Tamsin returns home in the summer after being expelled temporarily from boarding school as a bad influence on the other girls. While horseback riding on her white thoroughbred (suggesting she’s a knight in shining armor who saves lives) she meets Mona sunning herself in the field and chats her up. The depressed Mona lives in a room upstairs from the pub, named the Swan, that her deceased mom owned. She resides with her brother Phil (Paddy Considine), who was just released from prison for armed robbery and while inside became a born-again Christian. He is in the process of building a huge cross to erect on top of a hill overlooking the valley and changing the pub into a temple where his fellow Christians can hold prayer meetings, and prays daily for Jesus’s help so he can give up the violent ways of his past and stop sis from being a sinner. Mona never knew her dad and has been aimless since her mom died of cancer. Her future looks bleak, her current situation seems futile as she was just dumped by her married boorish boyfriend Rick (Dean Andrews) and tries to ride around the countryside on a Honda moped that is motorless because she can’t afford to buy one. She no longer can confide in her preachy dogmatic brother who only wants to convert her. Tamsin is also going through a rough time. To comfort herself she plays The Swan by Camille Saint-Saëns, takes an intellectual delight that Nietzsche said God was dead and relates to the knowledge that Edith Piaf had three husbands who mysteriously died–the last one a boxer she killed in a moment of passion but received no jail time because France excuses crimes of passion. Tamsin relates that her older sister Sadie died from anorexia, her father is preoccupied boffing his bimbo secretary behind her mom’s back, and absentee mom keeps busy with her actress projects. With no one to confide in, the privileged girl doesn’t know how to handle her privileged life.

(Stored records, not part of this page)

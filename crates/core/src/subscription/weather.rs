use chrono::{DateTime, Duration, Utc};

use super::WeatherSnapshot;

/// Maximum age of a stored snapshot before it must be refetched.
pub const WEATHER_TTL: Duration = Duration::minutes(5);

/// A snapshot is fresh while it is strictly younger than `ttl`.
///
/// Staleness is evaluated at read time; nothing evicts old snapshots.
pub fn is_snapshot_fresh(snapshot: &WeatherSnapshot, now: DateTime<Utc>, ttl: Duration) -> bool {
    now - snapshot.observed_at < ttl
}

Out of frustration, curiosity and a need for some warmth, the girls get it on in a steamy love affair. But by the summer’s end, as expected, things go wrong and the girls will be driven apart.

This carefully observed modest story rings true in its affecting moody setting and is boiling over with ambiguous moral questions that remain unresolved about class, spiritual, cultural and sexual matters. Though on a simple basis it’s about the doomed summer relationship between opposites, on a greater scale it’s about getting grounded in something to believe in and puncturing holes in childlike self-delusional fantasies.

Both Natalie Press and Emily Blunt, unknown actresses in America, give dazzling subtle performances that nail down their characters in an image breaking way.